# [Task brief]
Beginning with the first line of the entries below, quote each line until you reach and include the line with "and receiver agree".

****

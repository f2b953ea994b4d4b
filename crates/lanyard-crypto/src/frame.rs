//! Sealing and opening of envelope frames.
//!
//! Wire layout of a sealed frame:
//!
//! ```text
//! nonce (12 bytes) || tag (16 bytes) || ciphertext
//! ```
//!
//! The AAD string is never transmitted. Both peers rebuild it from
//! connection state, so a frame only opens when sender and receiver agree
//! on session, protocol version, direction, and (for v2) epoch.

use aes_gcm::{
    Aes256Gcm, Key, Nonce,
    aead::{Aead, KeyInit, Payload},
};

use crate::{error::CryptoError, key::SessionKey};

/// Size in bytes of the AES-GCM nonce prefix.
pub const NONCE_SIZE: usize = 12;

/// Size in bytes of the GCM authentication tag.
pub const TAG_SIZE: usize = 16;

/// Smallest well-formed frame: a nonce and a tag over an empty plaintext.
pub const MIN_FRAME_SIZE: usize = NONCE_SIZE + TAG_SIZE;

/// Result of successfully opening a frame.
#[derive(Debug, Clone, PartialEq, Eq)]
pub struct Opened {
    /// Recovered plaintext.
    pub plaintext: Vec<u8>,
    /// Index into the candidate AAD slice that authenticated the frame.
    ///
    /// Handshake receivers try several contexts (v2-with-epoch first, then
    /// v1). The index tells them which one the sender actually used.
    pub aad_index: usize,
}

/// Seals `plaintext` under `key` and `aad` with a caller-provided nonce.
///
/// The nonce must be fresh random bytes for every frame. Nonce generation
/// lives with the caller so this function stays deterministic.
pub fn seal(
    key: &SessionKey,
    nonce: [u8; NONCE_SIZE],
    aad: &str,
    plaintext: &[u8],
) -> Result<Vec<u8>, CryptoError> {
    let cipher = Aes256Gcm::new(Key::<Aes256Gcm>::from_slice(key.as_bytes()));
    let sealed = cipher
        .encrypt(Nonce::from_slice(&nonce), Payload { msg: plaintext, aad: aad.as_bytes() })
        .map_err(|_| CryptoError::EncryptFailed)?;

    // The cipher emits ciphertext || tag. The wire wants nonce || tag ||
    // ciphertext, so move the trailing tag in front of the ciphertext.
    let boundary = sealed.len() - TAG_SIZE;
    let mut frame = Vec::with_capacity(NONCE_SIZE + sealed.len());
    frame.extend_from_slice(&nonce);
    frame.extend_from_slice(&sealed[boundary..]);
    frame.extend_from_slice(&sealed[..boundary]);
    Ok(frame)
}

/// Opens a sealed frame, trying each candidate AAD in order.
///
/// Returns the plaintext together with the index of the AAD that verified.
/// Every failure mode collapses into [`CryptoError::DecryptFailed`] so
/// callers cannot leak why a frame was rejected.
pub fn open(
    key: &SessionKey,
    frame: &[u8],
    candidate_aads: &[&str],
) -> Result<Opened, CryptoError> {
    if frame.len() < MIN_FRAME_SIZE {
        return Err(CryptoError::FrameTooShort { len: frame.len() });
    }

    let (nonce, rest) = frame.split_at(NONCE_SIZE);
    let (tag, ciphertext) = rest.split_at(TAG_SIZE);

    // Restore the cipher's native ciphertext || tag ordering.
    let mut sealed = Vec::with_capacity(ciphertext.len() + TAG_SIZE);
    sealed.extend_from_slice(ciphertext);
    sealed.extend_from_slice(tag);

    let cipher = Aes256Gcm::new(Key::<Aes256Gcm>::from_slice(key.as_bytes()));
    for (aad_index, aad) in candidate_aads.iter().enumerate() {
        if let Ok(plaintext) = cipher
            .decrypt(Nonce::from_slice(nonce), Payload { msg: &sealed, aad: aad.as_bytes() })
        {
            return Ok(Opened { plaintext, aad_index });
        }
    }
    Err(CryptoError::DecryptFailed)
}

#[cfg(test)]
#[allow(clippy::unwrap_used)]
mod tests {
    use proptest::prelude::*;

    use super::*;

    fn test_key() -> SessionKey {
        SessionKey::from_bytes([0x42; 32])
    }

    const AAD_V2: &str = "lanyard-relay|v=2|session=s|epoch=00aa11bb22cc33dd|dir=c2h";
    const AAD_V1: &str = "lanyard-relay|v=1|session=s|dir=c2h";

    #[test]
    fn seal_open_round_trip() {
        let key = test_key();
        let frame = seal(&key, [1; NONCE_SIZE], AAD_V2, b"hello relay").unwrap();
        let opened = open(&key, &frame, &[AAD_V2]).unwrap();

        assert_eq!(opened.plaintext, b"hello relay");
        assert_eq!(opened.aad_index, 0);
    }

    #[test]
    fn frame_layout_is_nonce_tag_ciphertext() {
        let key = test_key();
        let nonce = [7; NONCE_SIZE];
        let frame = seal(&key, nonce, AAD_V1, b"abc").unwrap();

        assert_eq!(&frame[..NONCE_SIZE], &nonce);
        assert_eq!(frame.len(), NONCE_SIZE + TAG_SIZE + 3);
    }

    #[test]
    fn empty_plaintext_is_minimum_frame() {
        let key = test_key();
        let frame = seal(&key, [0; NONCE_SIZE], AAD_V1, b"").unwrap();

        assert_eq!(frame.len(), MIN_FRAME_SIZE);
        assert_eq!(open(&key, &frame, &[AAD_V1]).unwrap().plaintext, b"");
    }

    #[test]
    fn wrong_key_fails_uniformly() {
        let frame = seal(&test_key(), [1; NONCE_SIZE], AAD_V1, b"secret").unwrap();
        let other = SessionKey::from_bytes([0x43; 32]);

        assert_eq!(open(&other, &frame, &[AAD_V1]), Err(CryptoError::DecryptFailed));
    }

    #[test]
    fn aad_mismatch_fails() {
        let key = test_key();
        let frame = seal(&key, [1; NONCE_SIZE], AAD_V2, b"payload").unwrap();

        // Direction flipped.
        let flipped = AAD_V2.replace("dir=c2h", "dir=h2c");
        assert_eq!(open(&key, &frame, &[flipped.as_str()]), Err(CryptoError::DecryptFailed));

        // Different epoch.
        let rotated = AAD_V2.replace("00aa11bb22cc33dd", "ffeeddccbbaa9988");
        assert_eq!(open(&key, &frame, &[rotated.as_str()]), Err(CryptoError::DecryptFailed));
    }

    #[test]
    fn candidate_index_reports_which_aad_matched() {
        let key = test_key();
        let v1_frame = seal(&key, [9; NONCE_SIZE], AAD_V1, b"legacy").unwrap();

        let opened = open(&key, &v1_frame, &[AAD_V2, AAD_V1]).unwrap();
        assert_eq!(opened.aad_index, 1);
        assert_eq!(opened.plaintext, b"legacy");

        let v2_frame = seal(&key, [9; NONCE_SIZE], AAD_V2, b"current").unwrap();
        assert_eq!(open(&key, &v2_frame, &[AAD_V2, AAD_V1]).unwrap().aad_index, 0);
    }

    #[test]
    fn no_candidates_fails_closed() {
        let key = test_key();
        let frame = seal(&key, [1; NONCE_SIZE], AAD_V1, b"x").unwrap();

        assert_eq!(open(&key, &frame, &[]), Err(CryptoError::DecryptFailed));
    }

    #[test]
    fn tampered_frame_fails() {
        let key = test_key();
        let frame = seal(&key, [1; NONCE_SIZE], AAD_V1, b"integrity matters").unwrap();

        // Flip one bit in each region of the frame.
        for index in [0, NONCE_SIZE, NONCE_SIZE + TAG_SIZE, frame.len() - 1] {
            let mut tampered = frame.clone();
            tampered[index] ^= 0x01;
            assert_eq!(
                open(&key, &tampered, &[AAD_V1]),
                Err(CryptoError::DecryptFailed),
                "bit flip at {index} was not rejected",
            );
        }
    }

    #[test]
    fn short_frame_is_rejected_before_decryption() {
        let key = test_key();

        assert_eq!(open(&key, &[], &[AAD_V1]), Err(CryptoError::FrameTooShort { len: 0 }));
        assert_eq!(
            open(&key, &[0; MIN_FRAME_SIZE - 1], &[AAD_V1]),
            Err(CryptoError::FrameTooShort { len: MIN_FRAME_SIZE - 1 }),
        );
    }

    proptest! {
        #[test]
        fn round_trips_arbitrary_plaintext(
            plaintext in proptest::collection::vec(any::<u8>(), 0..2048),
            nonce in any::<[u8; NONCE_SIZE]>(),
            key_bytes in any::<[u8; 32]>(),
        ) {
            let key = SessionKey::from_bytes(key_bytes);
            let frame = seal(&key, nonce, AAD_V2, &plaintext).unwrap();
            let opened = open(&key, &frame, &[AAD_V2]).unwrap();
            prop_assert_eq!(opened.plaintext, plaintext);
        }

        #[test]
        fn open_never_panics_on_garbage(frame in proptest::collection::vec(any::<u8>(), 0..256)) {
            let key = test_key();
            let _ = open(&key, &frame, &[AAD_V1, AAD_V2]);
        }
    }
}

****

# [Your solution]
repository f2b953ea994b4d4b
filename crates/lanyard-crypto/src/frame.rs
//! Sealing and opening of envelope frames.
//!
//! Wire layout of a sealed frame:
//!
//! ```text
//! nonce (12 bytes) || tag (16 bytes) || ciphertext
//! ```
//!
//! The AAD string is never transmitted. Both peers rebuild it from
//! connection state, so a frame only opens when sender and receiver agree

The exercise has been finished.